Action item ->
Here are the records. Write out exactly the lines between the one holding "the control plane." and the one holding "run a small", inclusive.

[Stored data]
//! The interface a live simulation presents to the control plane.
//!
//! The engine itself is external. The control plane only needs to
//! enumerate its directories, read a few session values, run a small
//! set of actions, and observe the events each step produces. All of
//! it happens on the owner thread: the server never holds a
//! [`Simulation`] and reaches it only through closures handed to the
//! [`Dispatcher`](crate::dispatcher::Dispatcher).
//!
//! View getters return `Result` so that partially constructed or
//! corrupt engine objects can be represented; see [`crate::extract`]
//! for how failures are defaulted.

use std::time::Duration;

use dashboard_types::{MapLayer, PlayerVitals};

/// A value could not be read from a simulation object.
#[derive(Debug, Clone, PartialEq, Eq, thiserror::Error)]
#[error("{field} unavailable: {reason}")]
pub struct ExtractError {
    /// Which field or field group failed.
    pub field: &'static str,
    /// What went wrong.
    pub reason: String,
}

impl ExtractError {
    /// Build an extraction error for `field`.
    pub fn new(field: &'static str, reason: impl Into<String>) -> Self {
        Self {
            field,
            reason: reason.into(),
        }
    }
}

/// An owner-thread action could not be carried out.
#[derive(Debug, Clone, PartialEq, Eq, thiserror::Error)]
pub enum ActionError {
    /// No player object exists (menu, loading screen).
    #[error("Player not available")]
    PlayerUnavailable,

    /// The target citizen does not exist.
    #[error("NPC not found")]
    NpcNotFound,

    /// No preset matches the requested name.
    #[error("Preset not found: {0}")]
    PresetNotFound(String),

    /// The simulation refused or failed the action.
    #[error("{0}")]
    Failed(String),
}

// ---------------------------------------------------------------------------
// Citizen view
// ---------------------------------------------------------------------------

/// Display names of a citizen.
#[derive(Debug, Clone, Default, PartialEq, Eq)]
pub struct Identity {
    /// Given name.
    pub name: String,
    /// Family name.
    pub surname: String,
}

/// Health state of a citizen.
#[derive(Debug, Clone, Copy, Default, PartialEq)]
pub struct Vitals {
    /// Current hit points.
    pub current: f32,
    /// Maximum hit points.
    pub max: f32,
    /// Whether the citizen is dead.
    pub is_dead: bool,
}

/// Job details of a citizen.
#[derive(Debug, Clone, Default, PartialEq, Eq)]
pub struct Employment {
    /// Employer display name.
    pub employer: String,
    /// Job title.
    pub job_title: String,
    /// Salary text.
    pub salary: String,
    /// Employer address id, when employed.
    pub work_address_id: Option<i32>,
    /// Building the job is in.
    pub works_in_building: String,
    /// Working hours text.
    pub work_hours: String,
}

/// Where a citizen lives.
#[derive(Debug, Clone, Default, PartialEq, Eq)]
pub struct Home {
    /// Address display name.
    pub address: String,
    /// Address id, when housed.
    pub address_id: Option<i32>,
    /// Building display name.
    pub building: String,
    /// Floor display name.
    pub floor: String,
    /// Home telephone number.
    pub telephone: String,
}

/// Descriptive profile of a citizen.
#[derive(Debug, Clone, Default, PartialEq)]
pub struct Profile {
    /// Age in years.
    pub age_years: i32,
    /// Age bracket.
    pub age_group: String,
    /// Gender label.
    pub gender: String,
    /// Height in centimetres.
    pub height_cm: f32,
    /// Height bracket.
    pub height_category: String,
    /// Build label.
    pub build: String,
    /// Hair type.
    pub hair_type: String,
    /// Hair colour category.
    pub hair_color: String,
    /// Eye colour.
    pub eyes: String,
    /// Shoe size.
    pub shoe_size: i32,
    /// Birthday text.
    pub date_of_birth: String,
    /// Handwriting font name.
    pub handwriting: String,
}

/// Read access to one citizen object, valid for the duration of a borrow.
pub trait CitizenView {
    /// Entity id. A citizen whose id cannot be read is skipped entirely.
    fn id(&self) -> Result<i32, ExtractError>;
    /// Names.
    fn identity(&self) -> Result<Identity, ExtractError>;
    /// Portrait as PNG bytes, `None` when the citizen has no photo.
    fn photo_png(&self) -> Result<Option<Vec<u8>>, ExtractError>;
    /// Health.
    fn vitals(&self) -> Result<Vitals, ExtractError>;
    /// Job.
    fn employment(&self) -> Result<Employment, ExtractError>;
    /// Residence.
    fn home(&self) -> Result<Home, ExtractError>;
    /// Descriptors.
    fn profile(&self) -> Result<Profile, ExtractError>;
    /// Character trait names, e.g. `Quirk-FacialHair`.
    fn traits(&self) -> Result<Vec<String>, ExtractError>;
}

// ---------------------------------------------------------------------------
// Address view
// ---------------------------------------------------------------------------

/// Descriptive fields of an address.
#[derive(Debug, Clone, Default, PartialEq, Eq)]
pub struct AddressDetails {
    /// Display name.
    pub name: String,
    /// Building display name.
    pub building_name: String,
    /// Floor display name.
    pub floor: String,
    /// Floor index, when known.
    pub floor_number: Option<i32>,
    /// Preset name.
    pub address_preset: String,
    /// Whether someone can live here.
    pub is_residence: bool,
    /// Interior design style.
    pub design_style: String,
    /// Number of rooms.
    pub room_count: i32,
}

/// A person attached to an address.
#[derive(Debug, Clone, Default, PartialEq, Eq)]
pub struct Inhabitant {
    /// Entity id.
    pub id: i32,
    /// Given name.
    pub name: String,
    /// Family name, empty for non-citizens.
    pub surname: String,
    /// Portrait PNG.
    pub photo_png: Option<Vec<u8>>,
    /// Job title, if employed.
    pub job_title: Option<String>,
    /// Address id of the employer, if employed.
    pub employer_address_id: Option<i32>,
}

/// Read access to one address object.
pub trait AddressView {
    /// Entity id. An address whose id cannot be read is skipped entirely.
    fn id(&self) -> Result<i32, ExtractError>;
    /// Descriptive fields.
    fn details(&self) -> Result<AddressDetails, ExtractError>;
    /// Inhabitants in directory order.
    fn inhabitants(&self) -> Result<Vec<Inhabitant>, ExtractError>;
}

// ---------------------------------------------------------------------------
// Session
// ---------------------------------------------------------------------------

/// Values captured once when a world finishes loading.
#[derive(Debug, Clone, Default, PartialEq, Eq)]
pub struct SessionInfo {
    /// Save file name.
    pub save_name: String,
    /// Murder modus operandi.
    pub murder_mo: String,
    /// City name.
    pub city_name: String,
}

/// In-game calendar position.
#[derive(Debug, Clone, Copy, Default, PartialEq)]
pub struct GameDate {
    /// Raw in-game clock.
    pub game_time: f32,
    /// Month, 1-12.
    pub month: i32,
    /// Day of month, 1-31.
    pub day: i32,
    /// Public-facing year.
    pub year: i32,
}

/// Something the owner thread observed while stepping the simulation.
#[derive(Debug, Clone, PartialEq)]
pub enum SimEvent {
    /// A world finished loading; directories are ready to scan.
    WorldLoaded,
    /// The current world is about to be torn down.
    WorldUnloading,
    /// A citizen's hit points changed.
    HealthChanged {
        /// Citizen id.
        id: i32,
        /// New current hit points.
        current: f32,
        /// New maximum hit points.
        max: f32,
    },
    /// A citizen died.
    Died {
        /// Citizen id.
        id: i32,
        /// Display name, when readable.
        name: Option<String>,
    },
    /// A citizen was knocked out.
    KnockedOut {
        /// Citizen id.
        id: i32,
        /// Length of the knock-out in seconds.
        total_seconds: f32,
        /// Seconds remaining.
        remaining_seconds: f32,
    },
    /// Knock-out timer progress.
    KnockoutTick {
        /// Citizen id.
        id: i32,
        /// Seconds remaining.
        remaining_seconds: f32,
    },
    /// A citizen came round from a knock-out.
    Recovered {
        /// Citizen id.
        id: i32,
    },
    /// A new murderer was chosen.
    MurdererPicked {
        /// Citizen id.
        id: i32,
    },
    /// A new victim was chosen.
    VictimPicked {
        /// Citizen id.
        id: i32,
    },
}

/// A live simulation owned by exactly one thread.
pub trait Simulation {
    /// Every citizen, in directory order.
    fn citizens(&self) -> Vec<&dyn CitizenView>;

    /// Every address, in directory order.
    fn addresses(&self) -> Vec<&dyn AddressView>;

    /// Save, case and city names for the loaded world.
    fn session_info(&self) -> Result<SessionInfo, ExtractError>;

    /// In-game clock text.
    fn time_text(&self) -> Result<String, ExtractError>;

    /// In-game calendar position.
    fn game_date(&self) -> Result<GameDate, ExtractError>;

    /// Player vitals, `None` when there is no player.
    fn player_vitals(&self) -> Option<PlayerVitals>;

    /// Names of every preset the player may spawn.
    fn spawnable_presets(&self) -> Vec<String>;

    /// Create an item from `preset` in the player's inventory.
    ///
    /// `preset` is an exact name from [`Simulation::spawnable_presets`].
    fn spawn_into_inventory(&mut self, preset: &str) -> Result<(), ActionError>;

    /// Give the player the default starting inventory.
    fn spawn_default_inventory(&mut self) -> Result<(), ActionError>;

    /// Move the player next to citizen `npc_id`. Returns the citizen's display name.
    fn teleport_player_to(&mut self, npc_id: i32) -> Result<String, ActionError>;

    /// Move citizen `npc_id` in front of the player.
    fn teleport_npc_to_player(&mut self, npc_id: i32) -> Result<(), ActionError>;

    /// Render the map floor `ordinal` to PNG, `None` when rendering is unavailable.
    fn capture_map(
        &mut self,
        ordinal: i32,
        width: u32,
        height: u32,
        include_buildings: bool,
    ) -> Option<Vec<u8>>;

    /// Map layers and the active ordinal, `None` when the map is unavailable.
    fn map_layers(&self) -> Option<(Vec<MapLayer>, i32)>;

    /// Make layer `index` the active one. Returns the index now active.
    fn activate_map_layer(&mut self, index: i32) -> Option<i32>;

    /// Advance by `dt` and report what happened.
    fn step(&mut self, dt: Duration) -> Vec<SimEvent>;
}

* * *

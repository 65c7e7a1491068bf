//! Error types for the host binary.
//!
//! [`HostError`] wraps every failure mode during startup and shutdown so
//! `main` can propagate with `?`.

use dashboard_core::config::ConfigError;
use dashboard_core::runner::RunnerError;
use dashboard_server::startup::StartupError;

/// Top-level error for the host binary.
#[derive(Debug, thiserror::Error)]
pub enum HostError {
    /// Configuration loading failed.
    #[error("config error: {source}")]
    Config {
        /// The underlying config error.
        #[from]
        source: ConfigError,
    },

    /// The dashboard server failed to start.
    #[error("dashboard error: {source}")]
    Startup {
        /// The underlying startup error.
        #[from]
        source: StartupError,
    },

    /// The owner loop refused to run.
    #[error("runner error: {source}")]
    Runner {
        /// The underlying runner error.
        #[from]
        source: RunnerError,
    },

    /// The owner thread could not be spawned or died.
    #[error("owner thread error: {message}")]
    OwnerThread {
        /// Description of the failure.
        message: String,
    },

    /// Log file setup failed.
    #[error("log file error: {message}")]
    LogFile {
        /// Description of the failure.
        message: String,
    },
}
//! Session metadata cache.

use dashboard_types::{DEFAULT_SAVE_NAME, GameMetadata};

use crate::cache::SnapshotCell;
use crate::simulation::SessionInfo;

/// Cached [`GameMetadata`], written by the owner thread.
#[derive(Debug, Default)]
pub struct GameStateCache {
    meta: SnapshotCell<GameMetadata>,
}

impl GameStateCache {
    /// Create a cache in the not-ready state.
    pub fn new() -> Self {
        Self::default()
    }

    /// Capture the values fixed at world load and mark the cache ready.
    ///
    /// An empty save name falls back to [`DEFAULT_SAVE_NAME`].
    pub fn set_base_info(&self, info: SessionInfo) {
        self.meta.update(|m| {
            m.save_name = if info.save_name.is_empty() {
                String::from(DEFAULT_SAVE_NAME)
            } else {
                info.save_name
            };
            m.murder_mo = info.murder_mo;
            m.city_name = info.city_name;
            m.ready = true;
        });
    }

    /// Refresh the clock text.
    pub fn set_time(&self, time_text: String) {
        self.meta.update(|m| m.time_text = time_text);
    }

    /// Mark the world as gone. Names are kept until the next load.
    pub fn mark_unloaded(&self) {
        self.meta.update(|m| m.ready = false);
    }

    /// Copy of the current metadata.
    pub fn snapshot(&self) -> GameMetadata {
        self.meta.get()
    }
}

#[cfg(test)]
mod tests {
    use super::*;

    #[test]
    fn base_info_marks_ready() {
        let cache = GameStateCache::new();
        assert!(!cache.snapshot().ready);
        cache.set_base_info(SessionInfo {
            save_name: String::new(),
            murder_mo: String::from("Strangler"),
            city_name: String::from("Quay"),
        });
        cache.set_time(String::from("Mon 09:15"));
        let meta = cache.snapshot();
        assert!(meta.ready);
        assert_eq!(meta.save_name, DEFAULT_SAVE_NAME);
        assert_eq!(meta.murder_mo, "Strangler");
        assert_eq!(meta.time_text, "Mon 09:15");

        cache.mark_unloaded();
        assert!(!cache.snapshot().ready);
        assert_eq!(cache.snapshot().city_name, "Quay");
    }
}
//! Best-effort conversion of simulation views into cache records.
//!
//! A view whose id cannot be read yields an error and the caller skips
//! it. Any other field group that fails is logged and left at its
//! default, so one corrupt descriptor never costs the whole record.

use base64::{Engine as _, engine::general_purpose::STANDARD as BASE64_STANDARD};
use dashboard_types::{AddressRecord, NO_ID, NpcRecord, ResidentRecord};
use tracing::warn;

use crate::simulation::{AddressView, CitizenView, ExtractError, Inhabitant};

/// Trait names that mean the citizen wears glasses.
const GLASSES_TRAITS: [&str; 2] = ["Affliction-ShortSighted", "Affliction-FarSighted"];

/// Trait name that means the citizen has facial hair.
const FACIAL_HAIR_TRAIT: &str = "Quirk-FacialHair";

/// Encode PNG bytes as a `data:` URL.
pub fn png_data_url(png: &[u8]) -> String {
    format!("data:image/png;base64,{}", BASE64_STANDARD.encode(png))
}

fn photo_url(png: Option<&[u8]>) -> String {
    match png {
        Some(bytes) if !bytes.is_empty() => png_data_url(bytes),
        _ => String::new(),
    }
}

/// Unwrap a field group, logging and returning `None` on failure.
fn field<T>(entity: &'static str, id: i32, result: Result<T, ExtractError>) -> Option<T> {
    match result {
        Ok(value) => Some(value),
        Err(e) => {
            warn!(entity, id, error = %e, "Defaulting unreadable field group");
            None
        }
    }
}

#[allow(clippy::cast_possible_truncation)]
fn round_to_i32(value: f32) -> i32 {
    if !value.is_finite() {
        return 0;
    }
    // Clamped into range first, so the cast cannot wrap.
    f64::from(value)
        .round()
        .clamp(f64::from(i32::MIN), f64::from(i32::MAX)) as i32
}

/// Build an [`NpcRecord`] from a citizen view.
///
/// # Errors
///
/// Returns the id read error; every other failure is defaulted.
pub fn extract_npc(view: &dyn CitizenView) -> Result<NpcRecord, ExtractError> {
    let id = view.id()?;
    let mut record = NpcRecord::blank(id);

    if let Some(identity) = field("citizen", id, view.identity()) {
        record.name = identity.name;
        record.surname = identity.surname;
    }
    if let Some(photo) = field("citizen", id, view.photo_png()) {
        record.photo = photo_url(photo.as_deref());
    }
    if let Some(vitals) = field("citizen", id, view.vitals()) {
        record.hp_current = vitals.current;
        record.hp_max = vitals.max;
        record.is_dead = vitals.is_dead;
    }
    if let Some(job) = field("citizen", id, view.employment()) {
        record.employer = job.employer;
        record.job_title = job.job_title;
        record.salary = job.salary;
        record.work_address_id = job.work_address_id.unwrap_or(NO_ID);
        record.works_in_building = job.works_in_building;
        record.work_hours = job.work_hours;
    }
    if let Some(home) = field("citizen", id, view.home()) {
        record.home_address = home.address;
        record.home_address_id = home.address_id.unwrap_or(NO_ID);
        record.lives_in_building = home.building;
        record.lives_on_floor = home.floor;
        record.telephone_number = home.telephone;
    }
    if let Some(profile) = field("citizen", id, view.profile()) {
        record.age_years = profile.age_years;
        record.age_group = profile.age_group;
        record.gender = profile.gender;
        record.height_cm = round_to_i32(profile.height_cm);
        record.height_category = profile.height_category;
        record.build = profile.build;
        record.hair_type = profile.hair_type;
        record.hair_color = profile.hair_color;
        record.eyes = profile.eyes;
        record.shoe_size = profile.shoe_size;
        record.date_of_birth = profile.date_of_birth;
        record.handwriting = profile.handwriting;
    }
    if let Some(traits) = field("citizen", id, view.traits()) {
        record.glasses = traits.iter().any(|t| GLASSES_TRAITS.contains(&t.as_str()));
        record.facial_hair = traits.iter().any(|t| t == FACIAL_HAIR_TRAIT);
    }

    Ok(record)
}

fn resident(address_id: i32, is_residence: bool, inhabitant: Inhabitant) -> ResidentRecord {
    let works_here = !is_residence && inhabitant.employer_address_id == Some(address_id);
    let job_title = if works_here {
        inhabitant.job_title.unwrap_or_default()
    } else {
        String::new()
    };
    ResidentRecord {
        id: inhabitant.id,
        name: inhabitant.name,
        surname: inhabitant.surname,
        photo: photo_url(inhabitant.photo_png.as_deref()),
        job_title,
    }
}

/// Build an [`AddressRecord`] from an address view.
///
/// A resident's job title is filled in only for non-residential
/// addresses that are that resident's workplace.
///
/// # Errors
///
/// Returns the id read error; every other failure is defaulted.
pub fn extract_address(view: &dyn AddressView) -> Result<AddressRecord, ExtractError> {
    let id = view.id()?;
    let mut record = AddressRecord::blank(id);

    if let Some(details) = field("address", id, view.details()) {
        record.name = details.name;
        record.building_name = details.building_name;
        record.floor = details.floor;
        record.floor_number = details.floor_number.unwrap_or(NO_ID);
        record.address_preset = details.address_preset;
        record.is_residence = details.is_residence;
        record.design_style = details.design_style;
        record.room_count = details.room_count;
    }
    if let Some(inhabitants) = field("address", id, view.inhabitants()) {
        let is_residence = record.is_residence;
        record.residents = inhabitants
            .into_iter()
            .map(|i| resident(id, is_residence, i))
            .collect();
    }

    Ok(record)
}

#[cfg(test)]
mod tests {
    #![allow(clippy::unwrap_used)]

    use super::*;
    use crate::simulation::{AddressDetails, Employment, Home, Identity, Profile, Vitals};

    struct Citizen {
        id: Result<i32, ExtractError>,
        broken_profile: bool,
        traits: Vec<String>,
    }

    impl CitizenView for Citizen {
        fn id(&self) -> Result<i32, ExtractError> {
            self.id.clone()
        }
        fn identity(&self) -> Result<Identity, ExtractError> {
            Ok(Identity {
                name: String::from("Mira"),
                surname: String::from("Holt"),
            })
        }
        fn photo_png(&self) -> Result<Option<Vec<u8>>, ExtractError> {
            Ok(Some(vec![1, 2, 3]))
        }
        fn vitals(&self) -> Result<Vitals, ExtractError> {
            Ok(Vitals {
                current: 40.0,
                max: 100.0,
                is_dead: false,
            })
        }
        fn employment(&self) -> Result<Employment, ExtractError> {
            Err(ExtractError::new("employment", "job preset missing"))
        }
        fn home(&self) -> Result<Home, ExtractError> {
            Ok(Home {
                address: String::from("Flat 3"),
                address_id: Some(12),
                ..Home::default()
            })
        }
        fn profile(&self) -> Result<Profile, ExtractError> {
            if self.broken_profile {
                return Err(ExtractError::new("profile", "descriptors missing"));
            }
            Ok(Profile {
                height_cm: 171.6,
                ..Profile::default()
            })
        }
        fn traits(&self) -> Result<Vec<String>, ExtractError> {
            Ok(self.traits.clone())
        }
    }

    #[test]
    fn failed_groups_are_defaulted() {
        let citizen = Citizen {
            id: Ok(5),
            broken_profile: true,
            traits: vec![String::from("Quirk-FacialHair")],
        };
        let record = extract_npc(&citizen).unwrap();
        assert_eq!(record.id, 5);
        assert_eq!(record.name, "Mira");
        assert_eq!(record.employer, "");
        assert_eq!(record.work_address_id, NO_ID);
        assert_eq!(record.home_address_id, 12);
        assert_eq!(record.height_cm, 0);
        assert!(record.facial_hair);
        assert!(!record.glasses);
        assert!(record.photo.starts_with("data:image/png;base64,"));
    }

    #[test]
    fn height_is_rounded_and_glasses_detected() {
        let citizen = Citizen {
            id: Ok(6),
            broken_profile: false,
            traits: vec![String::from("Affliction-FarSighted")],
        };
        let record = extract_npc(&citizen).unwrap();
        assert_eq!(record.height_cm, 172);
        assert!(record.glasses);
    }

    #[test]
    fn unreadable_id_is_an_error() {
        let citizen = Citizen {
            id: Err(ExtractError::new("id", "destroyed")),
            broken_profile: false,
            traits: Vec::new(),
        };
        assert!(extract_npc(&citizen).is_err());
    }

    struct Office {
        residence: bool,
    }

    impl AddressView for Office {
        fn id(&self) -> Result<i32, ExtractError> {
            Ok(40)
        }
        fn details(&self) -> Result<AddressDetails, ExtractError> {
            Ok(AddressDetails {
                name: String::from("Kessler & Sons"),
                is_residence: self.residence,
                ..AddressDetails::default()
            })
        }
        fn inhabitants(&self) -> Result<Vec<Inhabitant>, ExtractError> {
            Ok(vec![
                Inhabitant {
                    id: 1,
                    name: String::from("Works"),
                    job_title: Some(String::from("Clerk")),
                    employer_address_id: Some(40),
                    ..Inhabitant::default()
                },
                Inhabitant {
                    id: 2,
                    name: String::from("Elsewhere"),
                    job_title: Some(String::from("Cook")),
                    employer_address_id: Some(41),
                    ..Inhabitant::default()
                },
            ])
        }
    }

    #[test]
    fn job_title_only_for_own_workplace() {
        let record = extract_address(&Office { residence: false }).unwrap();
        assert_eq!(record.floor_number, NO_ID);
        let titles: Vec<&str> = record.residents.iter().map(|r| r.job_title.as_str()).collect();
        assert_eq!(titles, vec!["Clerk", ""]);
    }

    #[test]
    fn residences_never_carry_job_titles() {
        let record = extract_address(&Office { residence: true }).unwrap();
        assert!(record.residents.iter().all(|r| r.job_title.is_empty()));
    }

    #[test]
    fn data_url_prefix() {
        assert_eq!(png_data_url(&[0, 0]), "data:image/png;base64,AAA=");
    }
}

* * *

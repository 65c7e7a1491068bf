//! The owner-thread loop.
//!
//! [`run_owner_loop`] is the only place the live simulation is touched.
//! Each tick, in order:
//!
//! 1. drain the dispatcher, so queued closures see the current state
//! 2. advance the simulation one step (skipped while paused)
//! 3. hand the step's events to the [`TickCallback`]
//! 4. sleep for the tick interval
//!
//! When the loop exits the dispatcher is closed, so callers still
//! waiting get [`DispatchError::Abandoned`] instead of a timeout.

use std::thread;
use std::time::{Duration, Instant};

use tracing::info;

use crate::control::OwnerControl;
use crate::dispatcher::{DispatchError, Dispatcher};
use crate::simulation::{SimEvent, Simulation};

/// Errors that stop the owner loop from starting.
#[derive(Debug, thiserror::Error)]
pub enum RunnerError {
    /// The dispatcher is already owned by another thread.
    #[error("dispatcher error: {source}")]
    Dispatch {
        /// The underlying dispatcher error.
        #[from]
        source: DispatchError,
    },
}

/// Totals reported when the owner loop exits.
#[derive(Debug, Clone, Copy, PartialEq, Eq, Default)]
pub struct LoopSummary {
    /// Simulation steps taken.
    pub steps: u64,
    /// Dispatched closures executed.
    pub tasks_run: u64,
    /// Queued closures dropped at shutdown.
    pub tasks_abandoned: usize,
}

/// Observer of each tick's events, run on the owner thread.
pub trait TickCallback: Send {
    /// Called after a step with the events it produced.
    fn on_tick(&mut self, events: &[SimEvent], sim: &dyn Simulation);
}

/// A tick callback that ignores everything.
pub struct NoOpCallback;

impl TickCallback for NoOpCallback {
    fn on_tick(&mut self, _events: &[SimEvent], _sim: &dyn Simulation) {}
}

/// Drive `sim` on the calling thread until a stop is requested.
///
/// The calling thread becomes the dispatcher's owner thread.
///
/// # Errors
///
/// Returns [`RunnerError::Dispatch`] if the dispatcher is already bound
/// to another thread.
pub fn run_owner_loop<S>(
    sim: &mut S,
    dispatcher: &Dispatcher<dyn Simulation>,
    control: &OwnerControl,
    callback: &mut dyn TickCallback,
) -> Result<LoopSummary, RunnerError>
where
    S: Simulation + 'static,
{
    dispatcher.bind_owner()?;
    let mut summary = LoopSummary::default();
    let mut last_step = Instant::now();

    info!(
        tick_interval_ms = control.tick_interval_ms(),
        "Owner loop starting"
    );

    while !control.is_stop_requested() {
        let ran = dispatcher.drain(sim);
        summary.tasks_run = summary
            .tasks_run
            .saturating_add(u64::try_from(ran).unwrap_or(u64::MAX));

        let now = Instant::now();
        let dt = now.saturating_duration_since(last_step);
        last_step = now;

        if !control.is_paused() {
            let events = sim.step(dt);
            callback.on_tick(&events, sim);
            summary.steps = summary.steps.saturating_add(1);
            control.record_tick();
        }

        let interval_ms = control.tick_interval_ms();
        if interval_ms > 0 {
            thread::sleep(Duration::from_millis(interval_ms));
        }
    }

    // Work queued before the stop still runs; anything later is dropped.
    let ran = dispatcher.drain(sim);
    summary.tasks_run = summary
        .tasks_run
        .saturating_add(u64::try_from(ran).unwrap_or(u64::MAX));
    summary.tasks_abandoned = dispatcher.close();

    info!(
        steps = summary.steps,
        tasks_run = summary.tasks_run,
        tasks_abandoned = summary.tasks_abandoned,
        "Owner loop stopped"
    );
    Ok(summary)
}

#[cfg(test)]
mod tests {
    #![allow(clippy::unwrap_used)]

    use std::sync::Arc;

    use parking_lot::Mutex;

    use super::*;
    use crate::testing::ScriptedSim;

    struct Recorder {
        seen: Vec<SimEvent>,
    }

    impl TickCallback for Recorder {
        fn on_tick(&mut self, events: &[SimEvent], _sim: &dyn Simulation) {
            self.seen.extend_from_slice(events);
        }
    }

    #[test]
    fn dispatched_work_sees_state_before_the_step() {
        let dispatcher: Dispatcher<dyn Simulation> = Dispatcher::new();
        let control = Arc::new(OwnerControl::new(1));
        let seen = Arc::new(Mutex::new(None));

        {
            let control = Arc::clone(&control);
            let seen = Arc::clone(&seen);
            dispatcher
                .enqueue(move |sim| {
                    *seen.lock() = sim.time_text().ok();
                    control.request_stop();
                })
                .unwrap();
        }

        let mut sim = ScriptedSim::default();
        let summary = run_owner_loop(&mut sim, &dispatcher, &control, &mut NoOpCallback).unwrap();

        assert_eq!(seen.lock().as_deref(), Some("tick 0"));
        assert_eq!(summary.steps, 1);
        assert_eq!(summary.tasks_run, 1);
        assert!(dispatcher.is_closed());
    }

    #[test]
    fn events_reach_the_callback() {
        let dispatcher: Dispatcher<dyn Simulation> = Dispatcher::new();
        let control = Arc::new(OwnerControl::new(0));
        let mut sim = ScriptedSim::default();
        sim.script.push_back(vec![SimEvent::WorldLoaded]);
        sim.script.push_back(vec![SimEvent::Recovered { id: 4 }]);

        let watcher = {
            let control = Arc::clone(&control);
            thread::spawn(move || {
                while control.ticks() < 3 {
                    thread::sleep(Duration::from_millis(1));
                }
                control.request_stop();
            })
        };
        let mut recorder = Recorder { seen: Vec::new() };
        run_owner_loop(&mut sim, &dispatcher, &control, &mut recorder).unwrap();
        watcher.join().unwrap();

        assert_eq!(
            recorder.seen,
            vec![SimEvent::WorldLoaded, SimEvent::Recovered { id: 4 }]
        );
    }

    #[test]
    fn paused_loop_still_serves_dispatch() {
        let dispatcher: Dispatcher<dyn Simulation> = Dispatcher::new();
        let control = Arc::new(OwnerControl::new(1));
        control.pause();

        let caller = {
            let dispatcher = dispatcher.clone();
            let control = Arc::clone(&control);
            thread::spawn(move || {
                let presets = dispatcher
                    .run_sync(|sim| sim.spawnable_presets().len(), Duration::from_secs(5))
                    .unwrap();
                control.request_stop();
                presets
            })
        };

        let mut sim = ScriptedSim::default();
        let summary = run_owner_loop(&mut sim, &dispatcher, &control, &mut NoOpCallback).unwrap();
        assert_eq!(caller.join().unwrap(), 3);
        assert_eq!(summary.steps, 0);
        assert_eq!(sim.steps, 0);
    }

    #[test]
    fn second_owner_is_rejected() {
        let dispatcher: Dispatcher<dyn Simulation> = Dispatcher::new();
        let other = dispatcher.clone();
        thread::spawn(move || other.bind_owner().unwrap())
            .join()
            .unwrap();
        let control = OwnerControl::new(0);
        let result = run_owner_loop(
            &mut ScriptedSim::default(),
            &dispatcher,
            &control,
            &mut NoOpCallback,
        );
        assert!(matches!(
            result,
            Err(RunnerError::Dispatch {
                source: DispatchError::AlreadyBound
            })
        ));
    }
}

Output for this task ->
//! The interface a live simulation presents to the control plane.
//!
//! The engine itself is external. The control plane only needs to
//! enumerate its directories, read a few session values, run a small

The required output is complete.